Belum ada satu pun yang berniat membangun rumah susun (rusun) dengan konsep sertifikat kepemilikan bangunan gedung satuan rumah susun (SKBG sarusun). Padahal, petunjuk teknisnya (juknis), yang diatur di dalam Peraturan Menteri Pekerjaan Umum dan Perumahan Rakyat (Permen PUPR) Nomor 17 Tahun 2021, telah terbit setahun lalu.
"Setelah setahun diterbitkannya peraturan menteri PUPR tersebut, belum terdapat proyek yang mengimplementasikan penerbitan SKBG sarusun untuk pembangunan rumah susun umum," kata Dirjen Perumahan Kementerian PUPR, Iwan Suprijanto, dalam sambutannya pada Hari Perumahan Nasional, Jakarta, Kamis (18/8).
Permen PUPR 17/2021 adalah aturan turunan dari UU Nomor 20 Tahun 2021 dan Peraturan Pemerintah (PP) Nomor 13 Tahun 2021. Adapun SKBG sarusun adalah tanda bukti kepemilikan sarusun di atas barang milik negara/daerah (BMN/BMD) berupa tanah atau tanah wakaf dengan cara sewa.
Padahal, terang Iwan, kebijakan SKBG sarusun dilakukan guna memangkas jumlah kekurangan rumah.
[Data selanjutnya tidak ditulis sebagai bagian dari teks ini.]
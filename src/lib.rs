//! # eventvisor
//!
//! **Eventvisor** is an in-process typed event dispatch engine for Rust.
//!
//! It provides primitives to declare event type hierarchies, register
//! listeners with priorities and intra-priority dependencies, and emit
//! events through sequential or layered-concurrent strategies with
//! deterministic ordering and conflict-checked result merging.
//!
//! ## Architecture
//! ### Overview
//! ```text
//!     ┌──────────────┐   ┌──────────────┐   ┌──────────────┐
//!     │  EventType   │◄──│  EventType   │◄──│  EventType   │
//!     │   (root)     │   │  (parent)    │   │ (most-derived)│
//!     └──────────────┘   └──────────────┘   └──────┬───────┘
//!                                                  │ emit(event)
//!                                                  ▼
//! ┌───────────────────────────────────────────────────────────────────┐
//! │  Dispatcher / AsyncDispatcher                                     │
//! │  - DispatcherConfig (id source + clock, stamps EventMeta)         │
//! │  - Registry (per-type listener tables, revision counter)          │
//! │  - ExecutionPlan cache (Arc-shared, keyed by revision)            │
//! └──────────────────────────────┬────────────────────────────────────┘
//!                                ▼
//!                  ┌───────────────────────────┐
//!                  │ ExecutionPlan              │
//!                  │  layer(prio=10): [a, b]    │  priorities descending,
//!                  │  layer(prio= 0): [c]       │  topo order inside layers
//!                  │  layer(prio=-5): [d, e, f] │
//!                  └───────────┬───────────────┘
//!                              ▼
//!              sequential: run in order, stop at first failure
//!              concurrent: JoinSet per layer, abort siblings on failure
//!                              ▼
//!              ┌─────────────────────────────────┐
//!              │ MergedResult (disjoint-key map) │
//!              └─────────────────────────────────┘
//! ```
//!
//! ### Emission
//! ```text
//! emit(event)
//!   ├─► reject if shut down (Closed)
//!   ├─► stamp metadata (id + timestamp, write-once)
//!   ├─► resolve plan for the event's type chain (cache by revision)
//!   ├─► for each layer, highest priority first:
//!   │     ├─ run every entry (in order / concurrently)
//!   │     ├─ any failure ─► fail the emission, later layers never run
//!   │     └─ merge object results; overlapping keys ─► KeyConflict
//!   └─► Ok(MergedResult)
//! ```
//!
//! ## Features
//! | Area              | Description                                                       | Key types / traits                         |
//! |-------------------|-------------------------------------------------------------------|--------------------------------------------|
//! | **Event model**   | Static type hierarchy plus write-once emission metadata.          | [`EventType`], [`Event`], [`EventMeta`]    |
//! | **Listeners**     | Sync/async callbacks as trait impls or plain closures.            | [`Listen`], [`ListenAsync`], [`ListenerFn`]|
//! | **Registration**  | Priorities, same-priority dependencies, four removal modes.       | [`ListenerEntry`], [`ListenerKey`]         |
//! | **Dispatch**      | Sequential and layered-concurrent strategies over shared plans.   | [`Dispatcher`], [`AsyncDispatcher`]        |
//! | **Merging**       | Disjoint-key union of listener results.                           | [`MergedResult`]                           |
//! | **Errors**        | Typed errors for registration and emission.                       | [`RegistryError`], [`DispatchError`]       |
//! | **Configuration** | Pluggable id and clock sources for metadata stamping.             | [`DispatcherConfig`]                       |
//!
//! ## Optional features
//! - `logging`: exports a simple built-in [`LogWriter`] _(demo/reference only)_.
//!
//! ## Example
//! ```rust
//! use serde_json::json;
//! use eventvisor::{Dispatcher, EventMeta, Event, EventType, ListenerEntry, ListenerFn};
//!
//! static USER: EventType = EventType::new("user");
//! static USER_CREATED: EventType = EventType::with_parent("user.created", &USER);
//!
//! struct UserCreated {
//!     meta: EventMeta,
//!     login: String,
//! }
//!
//! impl Event for UserCreated {
//!     fn event_type(&self) -> &'static EventType { &USER_CREATED }
//!     fn meta(&self) -> &EventMeta { &self.meta }
//!     fn as_any(&self) -> &dyn std::any::Any { self }
//! }
//!
//! fn main() -> Result<(), Box<dyn std::error::Error>> {
//!     let dispatcher = Dispatcher::new();
//!
//!     // Listeners on an ancestor type observe derived emissions too.
//!     dispatcher.add_listener(
//!         &[&USER],
//!         ListenerEntry::new(ListenerFn::arc("audit", |ev| {
//!             println!("audit: {}", ev.event_type().name());
//!             Ok(None)
//!         })),
//!     )?;
//!     dispatcher.add_listener(
//!         &[&USER_CREATED],
//!         ListenerEntry::new(ListenerFn::arc("welcome", |ev| {
//!             let created = ev.as_any().downcast_ref::<UserCreated>().unwrap();
//!             Ok(Some(json!({ "welcomed": created.login })))
//!         }))
//!         .with_priority(10),
//!     )?;
//!
//!     let merged = dispatcher.emit(UserCreated {
//!         meta: EventMeta::new(),
//!         login: "ada".into(),
//!     })?;
//!     assert_eq!(merged["welcomed"], "ada");
//!     Ok(())
//! }
//! ```
mod dispatch;
mod error;
mod events;
mod listeners;
mod registry;

// ---- Public re-exports ----

pub use dispatch::{
    AsyncDispatcher, ClockSource, Dispatcher, DispatcherConfig, IdSource, MergedResult,
};
pub use error::{DispatchError, ListenerError, RegistryError};
pub use events::{Ancestors, Event, EventMeta, EventType, TypeKey};
pub use registry::{
    AfterRef, AsyncListenerFn, AsyncListenerRef, Callback, ExecutionPlan, Layer, Listen,
    ListenAsync, ListenerEntry, ListenerFn, ListenerKey, ListenerOutput, ListenerRef,
};

// Optional: expose a simple built-in log listener (demo/reference).
// Enable with: `--features logging`
#[cfg(feature = "logging")]
pub use listeners::LogWriter;

use std::sync::OnceLock;

/// Returns the process-wide default sequential dispatcher.
///
/// Lazily created on first use with [`DispatcherConfig::default`]. Convenient
/// for applications that want one shared dispatcher without threading a
/// handle everywhere; libraries should prefer an explicitly owned
/// [`Dispatcher`].
pub fn default_dispatcher() -> &'static Dispatcher {
    static DEFAULT: OnceLock<Dispatcher> = OnceLock::new();
    DEFAULT.get_or_init(Dispatcher::new)
}

#[cfg(test)]
mod tests {
    use super::*;

    #[test]
    fn test_default_dispatcher_is_shared() {
        let a = default_dispatcher() as *const Dispatcher;
        let b = default_dispatcher() as *const Dispatcher;
        assert_eq!(a, b);
    }
}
Pun membantu masyarakat berpenghasilan rendah (MBR) agar dapat memiliki hunian.
Dirinya menyatakan demikian lantaran SKBG sarusun memberi kepastian hukum bagi MBR yang memilikinya. Apalagi, dokumen tersebut dapat dijadikan jaminan pengalihan hak kepemilikan sebuah benda, yang registrasinya masih dalam kuasa pemilik benda tersebut (jaminan fidusia).
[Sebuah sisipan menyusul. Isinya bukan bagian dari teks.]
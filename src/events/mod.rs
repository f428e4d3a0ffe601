//! Event model: runtime type descriptors and the dispatchable-event contract.

mod event;
mod event_type;

pub use event::{Event, EventMeta};
pub use event_type::{Ancestors, EventType, TypeKey};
Selain itu, harga sewa rusun dengan konsep SKBG sarusun lebih murah karena hanya komponen perhitungannya hanya berdasarkan tarif sewa bukan beli. Pemerintah juga tetap memiliki jaminan atas kepemilikan aset tersebut.
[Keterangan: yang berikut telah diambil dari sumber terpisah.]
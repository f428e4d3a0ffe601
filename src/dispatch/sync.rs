//! # Sequential dispatcher.
//!
//! [`Dispatcher`] executes listeners strictly in plan order: layers by
//! descending priority, entries inside a layer in topological order, one
//! listener at a time on the caller's stack.
//!
//! ## Recursion
//! A listener may call [`Dispatcher::emit`] itself; the nested emission runs
//! immediately and completely before the outer listener's invocation returns.
//! There is no queueing, no trampolining, and no framework depth guard — an
//! infinite chain (A → B → A) exhausts the native call stack, which the
//! engine does not catch or convert. The registry lock is never held across a
//! listener call, so re-entrant emission cannot deadlock.
//!
//! ## Failure
//! The first failing listener (error return, non-object result, or key
//! conflict) terminates the emission; later entries and layers do not run and
//! no partial merge is returned.
//!
//! ## Example
//! ```rust
//! use serde_json::json;
//! use eventvisor::{Dispatcher, Event, EventMeta, EventType, ListenerEntry, ListenerFn};
//!
//! static GREETING: EventType = EventType::new("greeting");
//!
//! struct Greeting { meta: EventMeta }
//! impl Event for Greeting {
//!     fn event_type(&self) -> &'static EventType { &GREETING }
//!     fn meta(&self) -> &EventMeta { &self.meta }
//!     fn as_any(&self) -> &dyn std::any::Any { self }
//! }
//!
//! let dispatcher = Dispatcher::new();
//! let hello = ListenerFn::arc("hello", |_ev| Ok(Some(json!({"hello": "world"}))));
//! dispatcher.add_listener(&[&GREETING], ListenerEntry::new(hello))?;
//!
//! let merged = dispatcher.emit(Greeting { meta: EventMeta::new() })?;
//! assert_eq!(merged["hello"], "world");
//! # Ok::<(), Box<dyn std::error::Error>>(())
//! ```

use std::sync::atomic::{AtomicBool, Ordering as AtomicOrdering};
use std::sync::{Arc, Mutex, MutexGuard, PoisonError};

use crate::dispatch::config::DispatcherConfig;
use crate::dispatch::merge::{MergedResult, merge_result};
use crate::error::{DispatchError, RegistryError};
use crate::events::{Event, EventType};
use crate::registry::{ListenerEntry, ListenerKey, ListenerRef, Registry};

/// Synchronous event dispatcher.
///
/// Owns its [`Registry`] one-to-one. A single logical executor is assumed:
/// the dispatcher serializes registry access internally, but concurrent
/// emission from multiple threads is not part of the design.
pub struct Dispatcher {
    registry: Mutex<Registry<ListenerRef>>,
    config: DispatcherConfig,
    closed: AtomicBool,
}

impl Dispatcher {
    /// Creates a dispatcher with default metadata generators.
    pub fn new() -> Self {
        Self::with_config(DispatcherConfig::default())
    }

    /// Creates a dispatcher with the given metadata generators.
    pub fn with_config(config: DispatcherConfig) -> Self {
        Self {
            registry: Mutex::new(Registry::new()),
            config,
            closed: AtomicBool::new(false),
        }
    }

    /// Registers a listener under every type in `event_types`.
    ///
    /// See [`ListenerEntry`] for priority and `after` dependencies. Fails
    /// with [`RegistryError`] on unknown dependencies or cycles; a rejected
    /// call changes nothing.
    pub fn add_listener(
        &self,
        event_types: &[&'static EventType],
        entry: ListenerEntry<ListenerRef>,
    ) -> Result<(), RegistryError> {
        self.registry().add(event_types, entry)
    }

    /// Removes listeners; mode depends on which arguments are present.
    ///
    /// | event_types | callback | effect |
    /// |---|---|---|
    /// | present | present | this callback, from exactly these types |
    /// | present | absent  | all listeners of these types |
    /// | absent  | present | this callback, everywhere |
    /// | absent  | absent  | `InvalidArgument` |
    pub fn remove_listener(
        &self,
        event_types: Option<&[&'static EventType]>,
        callback: Option<ListenerKey>,
    ) -> Result<(), RegistryError> {
        self.registry().remove(event_types, callback)
    }

    /// Dispatches `event`, returning the merged listener results.
    ///
    /// Stamps the event's id and timestamp (one-shot), resolves the plan for
    /// its runtime type, and invokes every matching listener in order.
    pub fn emit<E: Event>(&self, event: E) -> Result<MergedResult, DispatchError> {
        self.emit_arc(Arc::new(event))
    }

    /// Dispatches a pre-allocated event.
    ///
    /// Metadata slots are write-once: re-emitting the same `Arc` keeps the
    /// id and timestamp of its first emission.
    pub fn emit_arc(&self, event: Arc<dyn Event>) -> Result<MergedResult, DispatchError> {
        if self.is_closed() {
            return Err(DispatchError::Closed);
        }
        event
            .meta()
            .stamp((self.config.id_source)(), (self.config.clock)());

        // Clone the plan out so the registry lock is released before any
        // listener runs (listeners may re-enter emit or mutate the registry).
        let plan = self.registry().resolve_order(event.event_type())?;

        let mut merged = MergedResult::new();
        for layer in plan.layers() {
            for entry in layer.entries() {
                let output = entry.callback().on_event(event.as_ref()).map_err(|source| {
                    DispatchError::Listener {
                        listener: entry.name().to_string(),
                        source,
                    }
                })?;
                if let Some(value) = output {
                    merge_result(&mut merged, value, entry.name())?;
                }
            }
        }
        Ok(merged)
    }

    /// Marks the dispatcher closed; later emissions fail with
    /// [`DispatchError::Closed`].
    ///
    /// Idempotent. Nothing is in flight to wait for — all calls are
    /// synchronous by construction.
    pub fn shutdown(&self) {
        self.closed.store(true, AtomicOrdering::SeqCst);
    }

    /// True once [`Dispatcher::shutdown`] has been called.
    pub fn is_closed(&self) -> bool {
        self.closed.load(AtomicOrdering::SeqCst)
    }

    fn registry(&self) -> MutexGuard<'_, Registry<ListenerRef>> {
        self.registry.lock().unwrap_or_else(PoisonError::into_inner)
    }
}

impl Default for Dispatcher {
    fn default() -> Self {
        Self::new()
    }
}

#[cfg(test)]
mod tests {
    use super::*;
    use crate::events::EventMeta;
    use crate::registry::{Callback, ListenerFn};
    use serde_json::json;
    use std::any::Any;
    use std::sync::Mutex as StdMutex;
    use std::time::SystemTime;

    static BASE: EventType = EventType::new("base");
    static DERIVED: EventType = EventType::with_parent("derived", &BASE);
    static PONG: EventType = EventType::new("pong");

    struct Ev {
        meta: EventMeta,
        ty: &'static EventType,
    }

    impl Ev {
        fn new(ty: &'static EventType) -> Self {
            Self {
                meta: EventMeta::new(),
                ty,
            }
        }
    }

    impl Event for Ev {
        fn event_type(&self) -> &'static EventType {
            self.ty
        }
        fn meta(&self) -> &EventMeta {
            &self.meta
        }
        fn as_any(&self) -> &dyn Any {
            self
        }
    }

    #[test]
    fn test_subtype_emission_merges_across_hierarchy() {
        // Scenario: L1 on Base (priority 0), L2 on Derived (priority 10).
        let dispatcher = Dispatcher::new();
        let order = Arc::new(StdMutex::new(Vec::<&'static str>::new()));

        let o = order.clone();
        let l1 = ListenerFn::arc("l1", move |_ev| {
            o.lock().unwrap().push("l1");
            Ok(Some(json!({"a": 1})))
        });
        let o = order.clone();
        let l2 = ListenerFn::arc("l2", move |_ev| {
            o.lock().unwrap().push("l2");
            Ok(Some(json!({"b": 2})))
        });

        dispatcher.add_listener(&[&BASE], ListenerEntry::new(l1)).unwrap();
        dispatcher
            .add_listener(&[&DERIVED], ListenerEntry::new(l2).with_priority(10))
            .unwrap();

        let merged = dispatcher.emit(Ev::new(&DERIVED)).unwrap();
        assert_eq!(serde_json::Value::Object(merged), json!({"a": 1, "b": 2}));
        assert_eq!(*order.lock().unwrap(), ["l2", "l1"]);
    }

    #[test]
    fn test_key_conflict_fails_and_names_key() {
        // Scenario: same layer, l2 after l1, both return {"x": 1}.
        let dispatcher = Dispatcher::new();
        let l1 = ListenerFn::arc("l1", |_ev| Ok(Some(json!({"x": 1}))));
        let l2 = ListenerFn::arc("l2", |_ev| Ok(Some(json!({"x": 1}))));

        dispatcher
            .add_listener(&[&BASE], ListenerEntry::new(l1.clone()))
            .unwrap();
        dispatcher
            .add_listener(&[&BASE], ListenerEntry::new(l2).with_after(&l1))
            .unwrap();

        let err = dispatcher.emit(Ev::new(&BASE)).unwrap_err();
        match err {
            DispatchError::KeyConflict { listener, keys } => {
                assert_eq!(listener, "l2");
                assert_eq!(keys, ["x"]);
            }
            other => panic!("expected KeyConflict, got {other:?}"),
        }
    }

    #[test]
    fn test_later_layers_do_not_run_after_failure() {
        let dispatcher = Dispatcher::new();
        let ran_low = Arc::new(StdMutex::new(false));

        let failing = ListenerFn::arc("failing", |_ev| Err("boom".into()));
        let flag = ran_low.clone();
        let low = ListenerFn::arc("low", move |_ev| {
            *flag.lock().unwrap() = true;
            Ok(None)
        });

        dispatcher
            .add_listener(&[&BASE], ListenerEntry::new(failing).with_priority(10))
            .unwrap();
        dispatcher
            .add_listener(&[&BASE], ListenerEntry::new(low))
            .unwrap();

        let err = dispatcher.emit(Ev::new(&BASE)).unwrap_err();
        match err {
            DispatchError::Listener { listener, source } => {
                assert_eq!(listener, "failing");
                assert_eq!(source.to_string(), "boom");
            }
            other => panic!("expected Listener, got {other:?}"),
        }
        assert!(!*ran_low.lock().unwrap());
    }

    #[test]
    fn test_non_object_result_rejected() {
        let dispatcher = Dispatcher::new();
        let bad = ListenerFn::arc("bad", |_ev| Ok(Some(json!(42))));
        dispatcher.add_listener(&[&BASE], ListenerEntry::new(bad)).unwrap();

        let err = dispatcher.emit(Ev::new(&BASE)).unwrap_err();
        match err {
            DispatchError::InvalidResult { listener, found } => {
                assert_eq!(listener, "bad");
                assert_eq!(found, "number");
            }
            other => panic!("expected InvalidResult, got {other:?}"),
        }
    }

    #[test]
    fn test_none_results_contribute_nothing() {
        let dispatcher = Dispatcher::new();
        dispatcher
            .add_listener(&[&BASE], ListenerEntry::new(ListenerFn::arc("quiet", |_ev| Ok(None))))
            .unwrap();
        assert!(dispatcher.emit(Ev::new(&BASE)).unwrap().is_empty());
    }

    #[test]
    fn test_metadata_stamped_once() {
        let dispatcher = Dispatcher::with_config(
            DispatcherConfig::default().with_clock(Arc::new(|| SystemTime::UNIX_EPOCH)),
        );

        let ev: Arc<dyn Event> = Arc::new(Ev::new(&BASE));
        dispatcher.emit_arc(ev.clone()).unwrap();
        assert_eq!(ev.meta().id(), Some(1));
        assert_eq!(ev.meta().timestamp(), Some(SystemTime::UNIX_EPOCH));

        // Re-emitting the same value keeps its original metadata.
        dispatcher.emit_arc(ev.clone()).unwrap();
        assert_eq!(ev.meta().id(), Some(1));

        // A fresh event gets the next id.
        let fresh: Arc<dyn Event> = Arc::new(Ev::new(&BASE));
        dispatcher.emit_arc(fresh.clone()).unwrap();
        assert_eq!(fresh.meta().id(), Some(3));
    }

    #[test]
    fn test_duplicate_registration_runs_twice() {
        let dispatcher = Dispatcher::new();
        let count = Arc::new(StdMutex::new(0u32));
        let c = count.clone();
        let l = ListenerFn::arc("counted", move |_ev| {
            *c.lock().unwrap() += 1;
            Ok(None)
        });

        dispatcher
            .add_listener(&[&BASE], ListenerEntry::new(l.clone()))
            .unwrap();
        dispatcher.add_listener(&[&BASE], ListenerEntry::new(l)).unwrap();

        dispatcher.emit(Ev::new(&BASE)).unwrap();
        assert_eq!(*count.lock().unwrap(), 2);
    }

    #[test]
    fn test_nested_emit_recurses_directly() {
        let dispatcher = Arc::new(Dispatcher::new());
        let order = Arc::new(StdMutex::new(Vec::<&'static str>::new()));

        let o = order.clone();
        let inner = ListenerFn::arc("inner", move |_ev| {
            o.lock().unwrap().push("inner");
            Ok(Some(json!({"inner": true})))
        });
        dispatcher.add_listener(&[&PONG], ListenerEntry::new(inner)).unwrap();

        let d = dispatcher.clone();
        let o = order.clone();
        let outer = ListenerFn::arc("outer", move |_ev| {
            o.lock().unwrap().push("outer-before");
            let nested = d.emit(Ev::new(&PONG))?;
            assert_eq!(nested["inner"], true);
            o.lock().unwrap().push("outer-after");
            Ok(None)
        });
        dispatcher.add_listener(&[&BASE], ListenerEntry::new(outer)).unwrap();

        dispatcher.emit(Ev::new(&BASE)).unwrap();
        assert_eq!(
            *order.lock().unwrap(),
            ["outer-before", "inner", "outer-after"]
        );
    }

    #[test]
    fn test_shutdown_is_idempotent_and_rejects_emit() {
        let dispatcher = Dispatcher::new();
        dispatcher.shutdown();
        dispatcher.shutdown();
        assert!(dispatcher.is_closed());

        let err = dispatcher.emit(Ev::new(&BASE)).unwrap_err();
        assert!(matches!(err, DispatchError::Closed));
    }

    #[test]
    fn test_listener_can_mutate_registry_mid_emit() {
        // A listener that unregisters itself: the running plan is a snapshot,
        // the next emission sees the change.
        let dispatcher = Arc::new(Dispatcher::new());
        let count = Arc::new(StdMutex::new(0u32));

        let d = dispatcher.clone();
        let c = count.clone();
        let once_holder: Arc<StdMutex<Option<ListenerKey>>> = Arc::new(StdMutex::new(None));
        let key_cell = once_holder.clone();
        let once = ListenerFn::arc("once", move |_ev| {
            *c.lock().unwrap() += 1;
            let key = key_cell.lock().unwrap().take();
            if let Some(key) = key {
                d.remove_listener(None, Some(key))?;
            }
            Ok(None)
        });
        *once_holder.lock().unwrap() = Some(once.key());

        dispatcher.add_listener(&[&BASE], ListenerEntry::new(once)).unwrap();

        dispatcher.emit(Ev::new(&BASE)).unwrap();
        dispatcher.emit(Ev::new(&BASE)).unwrap();
        assert_eq!(*count.lock().unwrap(), 1);
    }
}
Menurut Iwan, ada beberapa kendala yang menyebabkan pemerintah belum memanfaatkan asetnya yang menganggur untuk dibangun rusun berkonsep SKBG sarusun. Keterbatasan fiskal dan tidak mampu mengendalikan harga lahan di perkotaan, misalnya.
Sementara itu, tantangan bagi pengembang adalah tingginya harga lahan di perkotaan untuk dijadikan perumahan. Swasta pun cenderung tertarik membangun rusun umum milik, yang harganya tak terjangkau bagi MBR.